At a recent event in Augusta -- a town east of Wichita, Roberts not-so-subtly suggested that Republicans don't need any surprises as they seek the six-seat gain they need to wrest control of the Senate from Democrats in November.
"Kansans know my record. They're part and parcel of the partnership we've had," he said. "Nobody knows Kansas better than I do, and we've built a good partnership. I do not think that would be the case with my opponent."
Retorted Wolf: "He still at this point is clinging to a name recognition advantage."
But the residency question has Roberts' attention.
Before speaking at the Augusta event, Roberts shed the dark suit jacket and baby-blue tie he'd worn at an earlier public event and rolled up the sleeves of his no-longer-crisp white shirt, and reminded the audience, as Cochran did in Mississippi, that Senate seniority can mean good things for a senator's home state.
Should the GOP win the Senate majority, Roberts stands a good chance of being the next chairman of the Agriculture Committee, giving him an opportunity to shape farm policy while representing the nation's leading wheat-producing state and one of its top beef providers.
But much of his pitch revolved around the value of a longtime senator who, unlike Wolf, is a "known product."
The son of a state GOP kingmaker and confidant of Dwight Eisenhower, Roberts began working as a congressional staffer in 1967, won the House seat for western and central Kansas in 1980 and captured his Senate seat in 1996. And he helped with enough big Kansas projects over the years that a biosecurity research institute at Kansas State University bears his name.
Roberts and Wolf face two lesser-known candidates in the GOP primary.
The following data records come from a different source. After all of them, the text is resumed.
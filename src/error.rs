//! Error taxonomy for the preview engine.
//!
//! Every public operation catches collaborator failures at its own boundary
//! and maps them into one of these variants; raw errors from the markdown
//! engine, the host page, or the session store never escape to callers.

use thiserror::Error;

/// Failure categories a preview operation can surface.
#[derive(Debug, Error, Clone, PartialEq, Eq)]
pub enum PreviewError {
    /// The external markdown engine failed or produced unusable output.
    #[error("markdown parsing failed: {0}")]
    Parse(String),

    /// The host page rejected a query or mutation.
    #[error("host page error: {0}")]
    Dom(String),

    /// Malformed input to a public entry point.
    #[error("invalid input: {0}")]
    Validation(String),

    /// The session store is unavailable or rejected a write.
    #[error("session storage unavailable: {0}")]
    Storage(String),
}

#[cfg(test)]
mod tests {
    use super::*;

    #[test]
    fn test_display_messages_are_non_empty() {
        let errors = [
            PreviewError::Parse("engine panicked".into()),
            PreviewError::Dom("container vanished".into()),
            PreviewError::Validation("empty content".into()),
            PreviewError::Storage("store disabled".into()),
        ];
        for err in errors {
            assert!(!err.to_string().is_empty());
        }
    }

    #[test]
    fn test_display_carries_detail() {
        let err = PreviewError::Parse("bad fence".into());
        assert!(err.to_string().contains("bad fence"));
        let err = PreviewError::Storage("quota".into());
        assert!(err.to_string().contains("quota"));
    }
}
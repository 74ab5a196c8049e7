//! Markdown preview engine for raw file pages.
//!
//! This library classifies whether displayed file text is Markdown, renders
//! it to themed HTML with syntax-highlighted code blocks, and swaps it into
//! the page's content container with a toggle back to the original text.
//! The host page and session storage sit behind narrow traits, so the whole
//! pipeline runs against in-memory doubles in tests.

pub mod classifier;
pub mod error;
pub mod highlighter;
pub mod host;
pub mod pipeline;
pub mod prefs;
pub mod renderer;
pub mod scheduler;
pub mod theme;
pub mod url_matcher;
pub mod view_state;

pub(crate) mod cache;

pub use classifier::{analyze, is_markdown_extension, should_process, ContentAnalysis, FeatureTag};
pub use error::PreviewError;
pub use highlighter::SyntaxHighlighter;
pub use host::{find_content_container, ContentContainer, HostDocument, MemoryContainer, MemoryDocument};
pub use pipeline::{PipelineConfig, PreviewController, RunOutcome, StepOutcome};
pub use prefs::{MemoryStore, PreferenceManager, SessionStore};
pub use renderer::{MarkdownRenderer, RendererConfig};
pub use theme::{Theme, ThemePalette};
pub use url_matcher::is_preview_url;
pub use view_state::{ContentSnapshot, ToggleOutcome, ViewController, ViewMode};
Two Democrats also are running: Shawnee County District Attorney Chad Taylor and Lawrence attorney Patrick Wiesner.
But history favors the GOP in Kansas. Republicans have won every Senate race in the state since 1932. Beside a big advantage in campaign cash, Roberts has the backing of key conservative groups that are core constituencies for the state GOP, including Kansans for Life and the Kansas State Rifle Association.
Wolf dismisses questions about whether the general election race will be more volatile if he's the GOP nominee and rejects Roberts' arguments that the X-ray postings are a serious issue for voters.
While campaigning, Wolf highlights conservative positions on issues such as health care and gun rights that have brought him backing from tea party adherents and played up his status as a distant but critical relation of President Barack Obama. But his outsider's status and relative youth may represent his biggest appeal.